[Start of section]
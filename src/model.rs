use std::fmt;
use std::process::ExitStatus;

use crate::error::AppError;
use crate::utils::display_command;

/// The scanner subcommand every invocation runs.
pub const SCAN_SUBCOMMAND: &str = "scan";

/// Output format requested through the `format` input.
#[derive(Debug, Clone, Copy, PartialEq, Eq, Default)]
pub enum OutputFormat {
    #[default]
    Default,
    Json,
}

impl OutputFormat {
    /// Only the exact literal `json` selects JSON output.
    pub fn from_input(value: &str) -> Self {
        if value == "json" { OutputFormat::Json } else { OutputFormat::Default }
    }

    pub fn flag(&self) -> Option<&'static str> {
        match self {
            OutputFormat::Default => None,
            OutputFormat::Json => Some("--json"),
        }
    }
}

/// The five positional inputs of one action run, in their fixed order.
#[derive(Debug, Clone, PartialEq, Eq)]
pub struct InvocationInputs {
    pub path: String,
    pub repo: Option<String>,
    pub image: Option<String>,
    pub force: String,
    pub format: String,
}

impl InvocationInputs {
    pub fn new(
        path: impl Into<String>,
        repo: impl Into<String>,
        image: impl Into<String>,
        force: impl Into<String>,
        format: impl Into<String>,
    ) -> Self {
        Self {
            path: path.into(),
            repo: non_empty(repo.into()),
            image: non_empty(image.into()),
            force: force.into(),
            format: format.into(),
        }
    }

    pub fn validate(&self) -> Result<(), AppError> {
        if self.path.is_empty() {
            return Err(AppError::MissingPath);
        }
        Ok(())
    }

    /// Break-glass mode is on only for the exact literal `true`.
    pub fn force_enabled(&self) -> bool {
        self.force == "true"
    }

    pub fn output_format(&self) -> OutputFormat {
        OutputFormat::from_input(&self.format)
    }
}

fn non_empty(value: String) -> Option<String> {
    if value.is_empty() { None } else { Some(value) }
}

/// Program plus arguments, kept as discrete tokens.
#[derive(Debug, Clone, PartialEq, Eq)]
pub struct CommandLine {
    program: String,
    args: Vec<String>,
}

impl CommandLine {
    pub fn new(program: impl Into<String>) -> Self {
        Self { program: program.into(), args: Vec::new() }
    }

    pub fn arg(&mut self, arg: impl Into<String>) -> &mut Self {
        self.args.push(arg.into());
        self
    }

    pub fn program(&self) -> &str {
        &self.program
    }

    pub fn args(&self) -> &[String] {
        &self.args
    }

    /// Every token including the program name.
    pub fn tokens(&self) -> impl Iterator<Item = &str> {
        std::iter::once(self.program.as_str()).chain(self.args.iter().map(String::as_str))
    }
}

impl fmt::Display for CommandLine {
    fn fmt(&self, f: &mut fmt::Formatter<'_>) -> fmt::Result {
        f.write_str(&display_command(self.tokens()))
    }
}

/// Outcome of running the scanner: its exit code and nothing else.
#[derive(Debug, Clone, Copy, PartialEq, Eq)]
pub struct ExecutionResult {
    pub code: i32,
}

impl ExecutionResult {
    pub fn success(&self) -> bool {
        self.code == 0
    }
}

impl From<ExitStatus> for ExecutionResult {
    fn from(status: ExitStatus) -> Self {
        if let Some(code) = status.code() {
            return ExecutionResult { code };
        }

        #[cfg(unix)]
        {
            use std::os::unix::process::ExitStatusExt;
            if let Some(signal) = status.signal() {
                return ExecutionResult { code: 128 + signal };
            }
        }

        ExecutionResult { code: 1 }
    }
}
[End of section]
[Start of section]
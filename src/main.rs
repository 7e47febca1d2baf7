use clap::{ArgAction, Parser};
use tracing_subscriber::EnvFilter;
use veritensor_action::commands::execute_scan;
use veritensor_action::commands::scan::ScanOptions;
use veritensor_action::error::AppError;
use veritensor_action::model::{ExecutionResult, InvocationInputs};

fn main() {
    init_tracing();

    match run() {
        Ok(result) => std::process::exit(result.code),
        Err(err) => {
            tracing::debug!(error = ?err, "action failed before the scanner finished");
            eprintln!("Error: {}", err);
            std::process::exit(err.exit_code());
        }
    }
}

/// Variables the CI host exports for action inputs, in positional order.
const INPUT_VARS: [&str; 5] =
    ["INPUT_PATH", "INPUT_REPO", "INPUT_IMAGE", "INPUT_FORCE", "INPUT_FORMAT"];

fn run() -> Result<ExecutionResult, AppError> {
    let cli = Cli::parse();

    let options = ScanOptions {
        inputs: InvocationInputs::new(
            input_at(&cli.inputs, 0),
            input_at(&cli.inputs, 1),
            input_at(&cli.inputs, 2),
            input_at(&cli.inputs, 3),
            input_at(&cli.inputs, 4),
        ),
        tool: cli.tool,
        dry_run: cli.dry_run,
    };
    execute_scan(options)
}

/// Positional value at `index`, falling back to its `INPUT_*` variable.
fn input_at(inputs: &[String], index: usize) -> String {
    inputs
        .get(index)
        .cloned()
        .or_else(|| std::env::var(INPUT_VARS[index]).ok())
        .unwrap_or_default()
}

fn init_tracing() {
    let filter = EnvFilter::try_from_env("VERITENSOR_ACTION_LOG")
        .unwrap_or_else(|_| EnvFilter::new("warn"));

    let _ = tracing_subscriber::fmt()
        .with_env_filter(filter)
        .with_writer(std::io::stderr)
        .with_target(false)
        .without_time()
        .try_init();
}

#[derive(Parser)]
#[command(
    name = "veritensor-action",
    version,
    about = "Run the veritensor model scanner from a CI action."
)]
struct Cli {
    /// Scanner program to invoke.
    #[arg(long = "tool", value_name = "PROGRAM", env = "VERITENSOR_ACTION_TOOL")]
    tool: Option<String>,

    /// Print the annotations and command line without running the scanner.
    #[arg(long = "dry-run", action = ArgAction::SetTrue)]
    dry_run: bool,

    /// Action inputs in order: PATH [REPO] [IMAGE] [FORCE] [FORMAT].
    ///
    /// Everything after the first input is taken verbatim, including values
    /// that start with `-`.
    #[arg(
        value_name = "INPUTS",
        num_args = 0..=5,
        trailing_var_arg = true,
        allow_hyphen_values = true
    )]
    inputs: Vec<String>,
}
[End of section]
**What to work on**
Could you restate, word for word, the lines above from the one with "pub fn new(program: impl" to the one with "fn fmt(&self, f: &mut", both included?

**Answer to the problem**
    pub fn new(program: impl Into<String>) -> Self {
        Self { program: program.into(), args: Vec::new() }
    }

    pub fn arg(&mut self, arg: impl Into<String>) -> &mut Self {
        self.args.push(arg.into());
        self
    }

    pub fn program(&self) -> &str {
        &self.program
    }

    pub fn args(&self) -> &[String] {
        &self.args
    }

    /// Every token including the program name.
    pub fn tokens(&self) -> impl Iterator<Item = &str> {
        std::iter::once(self.program.as_str()).chain(self.args.iter().map(String::as_str))
    }
}

impl fmt::Display for CommandLine {
    fn fmt(&self, f: &mut fmt::Formatter<'_>) -> fmt::Result {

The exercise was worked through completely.